| REQUIRED ACTION |
Among the entries below, tally each line where the word "usable" appears and state only the total.

| PROVIDED ENTRIES |
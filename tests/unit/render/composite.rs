use super::*;

#[test]
fn over_transparent_src_keeps_dst() {
    assert_eq!(over([1, 2, 3, 4], [0, 0, 0, 0]), [1, 2, 3, 4]);
}

#[test]
fn over_opaque_src_replaces_dst() {
    assert_eq!(over([1, 2, 3, 255], [9, 8, 7, 255]), [9, 8, 7, 255]);
}

#[test]
fn over_half_alpha_blends() {
    let out = over([0, 0, 0, 255], [128, 0, 0, 128]);
    assert_eq!(out[3], 255);
    assert_eq!(out[0], 128);
}

#[test]
fn region_is_clipped_to_surface() {
    let r = PixelRect::around((-5.0, -5.0), (3.0, 3.0), 2.0, 10, 10).unwrap();
    assert_eq!((r.x0, r.y0, r.width, r.height), (0, 0, 5, 5));

    assert!(PixelRect::around((50.0, 50.0), (60.0, 60.0), 1.0, 10, 10).is_none());
    assert!(PixelRect::around((f64::NAN, 0.0), (1.0, 1.0), 1.0, 10, 10).is_none());
}

#[test]
fn over_region_writes_only_inside() {
    let mut dst = vec![0u8; 4 * 4 * 4];
    let region = PixelRect {
        x0: 1,
        y0: 2,
        width: 2,
        height: 1,
    };
    let src = vec![255u8; region.byte_len()];
    over_region(&mut dst, 4, region, &src).unwrap();

    let lit: Vec<usize> = dst
        .chunks_exact(4)
        .enumerate()
        .filter(|(_, px)| px[3] == 255)
        .map(|(i, _)| i)
        .collect();
    assert_eq!(lit, vec![9, 10]);
}

#[test]
fn over_region_rejects_out_of_bounds() {
    let mut dst = vec![0u8; 4 * 4 * 4];
    let region = PixelRect {
        x0: 3,
        y0: 0,
        width: 2,
        height: 1,
    };
    let src = vec![0u8; region.byte_len()];
    assert!(over_region(&mut dst, 4, region, &src).is_err());
}

#[test]
fn flatten_alpha_0_returns_bg() {
    let src = vec![0u8, 0, 0, 0];
    let mut dst = vec![0u8; 4];
    flatten_premul_over_bg_to_opaque_rgba8(&mut dst, &src, [10, 20, 30, 255]).unwrap();
    assert_eq!(dst, vec![10, 20, 30, 255]);
}

#[test]
fn flatten_alpha_255_is_identity() {
    let src = vec![1u8, 2, 3, 255];
    let mut dst = vec![0u8; 4];
    flatten_premul_over_bg_to_opaque_rgba8(&mut dst, &src, [10, 20, 30, 255]).unwrap();
    assert_eq!(dst, src);
}

#[test]
fn unpremultiply_restores_straight_channels() {
    let mut px = vec![64u8, 32, 0, 128, 9, 9, 9, 0, 1, 2, 3, 255];
    unpremultiply_rgba8_in_place(&mut px);
    assert_eq!(&px[0..4], &[128, 64, 0, 128]);
    assert_eq!(&px[4..8], &[0, 0, 0, 0]);
    assert_eq!(&px[8..12], &[1, 2, 3, 255]);
}
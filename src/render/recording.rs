use crate::foundation::core::Point;
use crate::foundation::error::{NeonError, NeonResult};
use crate::render::style::{FillStyle, StrokeStyle};
use crate::render::surface::{Surface, validate_dimensions};

/// One recorded surface operation.
#[derive(Clone, Debug, PartialEq)]
pub enum DrawOp {
    /// The surface was cleared.
    Clear,
    /// A straight segment was stroked.
    StrokeLine {
        /// Segment start.
        from: Point,
        /// Segment end.
        to: Point,
        /// Style used.
        style: StrokeStyle,
    },
    /// A circle was filled.
    FillCircle {
        /// Circle center.
        center: Point,
        /// Circle radius.
        radius: f64,
        /// Style used.
        style: FillStyle,
    },
    /// A frame's mutations ended.
    Present,
}

/// Surface that records draw calls as a display list instead of producing pixels.
///
/// Useful for asserting exactly what the renderers and the controller emit.
#[derive(Clone, Debug)]
pub struct RecordingSurface {
    width: f64,
    height: f64,
    dpr: f64,
    acquired: bool,
    acquisitions: u32,
    ops: Vec<DrawOp>,
}

impl RecordingSurface {
    /// Create an unacquired surface with device pixel ratio 1.
    pub fn new(width: f64, height: f64) -> Self {
        Self {
            width,
            height,
            dpr: 1.0,
            acquired: false,
            acquisitions: 0,
            ops: Vec::new(),
        }
    }

    /// Device pixel ratio last set through [`Surface::resize`].
    pub fn dpr(&self) -> f64 {
        self.dpr
    }

    /// Whether a context is currently held.
    pub fn is_acquired(&self) -> bool {
        self.acquired
    }

    /// Number of successful acquisitions so far.
    pub fn acquisitions(&self) -> u32 {
        self.acquisitions
    }

    /// Recorded operations in call order.
    pub fn ops(&self) -> &[DrawOp] {
        &self.ops
    }

    /// Remove and return all recorded operations.
    pub fn take_ops(&mut self) -> Vec<DrawOp> {
        std::mem::take(&mut self.ops)
    }

    /// Styles of all recorded strokes in call order.
    pub fn stroke_styles(&self) -> Vec<StrokeStyle> {
        self.ops
            .iter()
            .filter_map(|op| match op {
                DrawOp::StrokeLine { style, .. } => Some(*style),
                _ => None,
            })
            .collect()
    }

    /// Number of recorded operations matching `pred`.
    pub fn count(&self, pred: impl Fn(&DrawOp) -> bool) -> usize {
        self.ops.iter().filter(|op| pred(op)).count()
    }

    fn record(&mut self, op: DrawOp) {
        if self.acquired {
            self.ops.push(op);
        }
    }
}

impl Surface for RecordingSurface {
    fn resize(&mut self, width: f64, height: f64, dpr: f64) -> NeonResult<()> {
        validate_dimensions(width, height, dpr)?;
        self.width = width;
        self.height = height;
        self.dpr = dpr;
        if self.acquired {
            self.acquired = false;
            self.acquire()?;
        }
        Ok(())
    }

    fn logical_size(&self) -> (f64, f64) {
        (self.width, self.height)
    }

    fn acquire(&mut self) -> NeonResult<()> {
        let usable = self.width.is_finite()
            && self.height.is_finite()
            && self.width * self.dpr >= 1.0
            && self.height * self.dpr >= 1.0;
        if !usable {
            self.acquired = false;
            return Err(NeonError::surface_unavailable(format!(
                "{}x{} at dpr {} has no drawable pixels",
                self.width, self.height, self.dpr
            )));
        }
        self.acquired = true;
        self.acquisitions += 1;
        Ok(())
    }

    fn clear(&mut self) {
        self.record(DrawOp::Clear);
    }

    fn stroke_line(&mut self, from: Point, to: Point, style: &StrokeStyle) {
        self.record(DrawOp::StrokeLine {
            from,
            to,
            style: *style,
        });
    }

    fn fill_circle(&mut self, center: Point, radius: f64, style: &FillStyle) {
        self.record(DrawOp::FillCircle {
            center,
            radius,
            style: *style,
        });
    }

    fn present(&mut self) {
        self.record(DrawOp::Present);
    }
}

#[cfg(test)]
#[path = "../../tests/unit/render/recording.rs"]
mod tests;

| YOUR RESPONSE |
2